A few days later, again accompanied by Barnum, the young performer,  appeared at Marlborough House before the Queen Dowager who “was graciously pleased to express her approbation.”  On the 1st of April, Thumb was again at Buckingham Palace and again on the 19th of April. 

Just two months later, William Cavendish the 6th Duke of Devonshire, attended General Tom Thumb at the Egyptian Hall where he “presented him with a magnificent gold snuff box, engraved with beautiful devices, brilliantly mounted with turquoise, and bearing the General’s initials on the top.”
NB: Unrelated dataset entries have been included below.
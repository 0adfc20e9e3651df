// Copyright 2025 eraflo
//
// Licensed under the Apache License, Version 2.0 (the "License");
// you may not use this file except in compliance with the License.
// You may obtain a copy of the License at
//
//     http://www.apache.org/licenses/LICENSE-2.0
//
// Unless required by applicable law or agreed to in writing, software
// distributed under the License is distributed on an "AS IS" BASIS,
// WITHOUT WARRANTIES OR CONDITIONS OF ANY KIND, either express or implied.
// See the License for the specific language governing permissions and
// limitations under the License.

use super::{dispatch, frame_context};
use vrs_core::lane::{FrameInputs, Lane, LaneContext, LaneError, LaneKind};
use vrs_core::renderer::{FoveatedUniforms, RateMapPass};

/// GPU foveated falloff around a focal point offset from the screen center.
#[derive(Debug, Default)]
pub struct FoveatedLane;

impl FoveatedLane {
    /// Creates the lane.
    pub fn new() -> Self {
        Self
    }

    /// Uniform block for the current frame.
    pub fn uniforms(frame: &FrameInputs) -> FoveatedUniforms {
        let settings = &frame.settings.foveated;
        let (offset_x, offset_y) = settings.center_offset();
        FoveatedUniforms {
            tiles_x: frame.grid.width,
            tiles_y: frame.grid.height,
            tile_size: frame.tile_size(),
            extended: frame.extended() as u32,
            center_x: frame.grid.width as f32 / 2.0 + offset_x,
            center_y: frame.grid.height as f32 / 2.0 + offset_y,
            inner_radius: settings.inner_radius(),
            outer_radius: settings.outer_radius(),
        }
    }
}

impl Lane for FoveatedLane {
    fn strategy_name(&self) -> &'static str {
        "Foveated"
    }

    fn lane_kind(&self) -> LaneKind {
        LaneKind::Generator
    }

    fn execute(&self, ctx: &mut LaneContext) -> Result<(), LaneError> {
        let (device, frame) = frame_context(ctx)?;
        dispatch(
            device.as_ref(),
            frame,
            &RateMapPass::Foveated(Self::uniforms(frame)),
        )
    }

    fn as_any(&self) -> &dyn std::any::Any {
        self
    }
}
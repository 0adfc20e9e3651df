// Copyright 2025 eraflo
//
// Licensed under the Apache License, Version 2.0 (the "License");
// you may not use this file except in compliance with the License.
// You may obtain a copy of the License at
//
//     http://www.apache.org/licenses/LICENSE-2.0
//
// Unless required by applicable law or agreed to in writing, software
// distributed under the License is distributed on an "AS IS" BASIS,
// WITHOUT WARRANTIES OR CONDITIONS OF ANY KIND, either express or implied.
// See the License for the specific language governing permissions and
// limitations under the License.

//! Backend-facing contracts: the device trait, the passes it executes, the
//! binding state it applies to draws, and the scene images it reads.

pub mod binding;
pub mod device;
pub mod error;
pub mod image;
pub mod pass;

pub use self::binding::*;
pub use self::device::*;
pub use self::error::*;
pub use self::image::*;
pub use self::pass::*;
What was the appeal of General Tom Thumb? There would appear to be two facets to the fascination he seemed to exercise. First, there was the ongoing flirtation of the British with what were commonly known as “freaks.” Travelling shows with all sorts of human and animal oddities were common from well before the Victorian Era. Bearded women, giants, midgets, Siamese Twins and mermaids were all a part of the make-up of these perambulating exhibitions. In addition to the desire to see strange creatures, there was the appeal of the foreign. In fact, in the United States, General Tom Thumb who was clearly American, was paraded as English whereas in England he quickly became a “Yankee” wonder.

But the most significant factor in the success of the tour was Barnum’s entrepreneurial ability Barnum was a showman and he knew how to capture the peoples’ interest. On the occasion of his visit to Buckingham Palace, Barnum posted a sign on the door of the Egyptian Hall which read, “Closed this evening, General Tom Thumb being at Buckingham Palace by command of Her Majesty.” 

On December 24th, a letter appeared in The Times in which the writer complained that traffic had been disrupted because Tom Thumb was “being slowly drawn along in a little carriage.”  The carriage, which Barnum had built for him, was “drawn by miniature horses and attended by children dressed in livery.”

That he remained popular with the British public is attested to by an article in The Morning Chronicle which, when he returned to England in the mid-1850s, welcomed him as a “lively, debonnaire little gentleman.”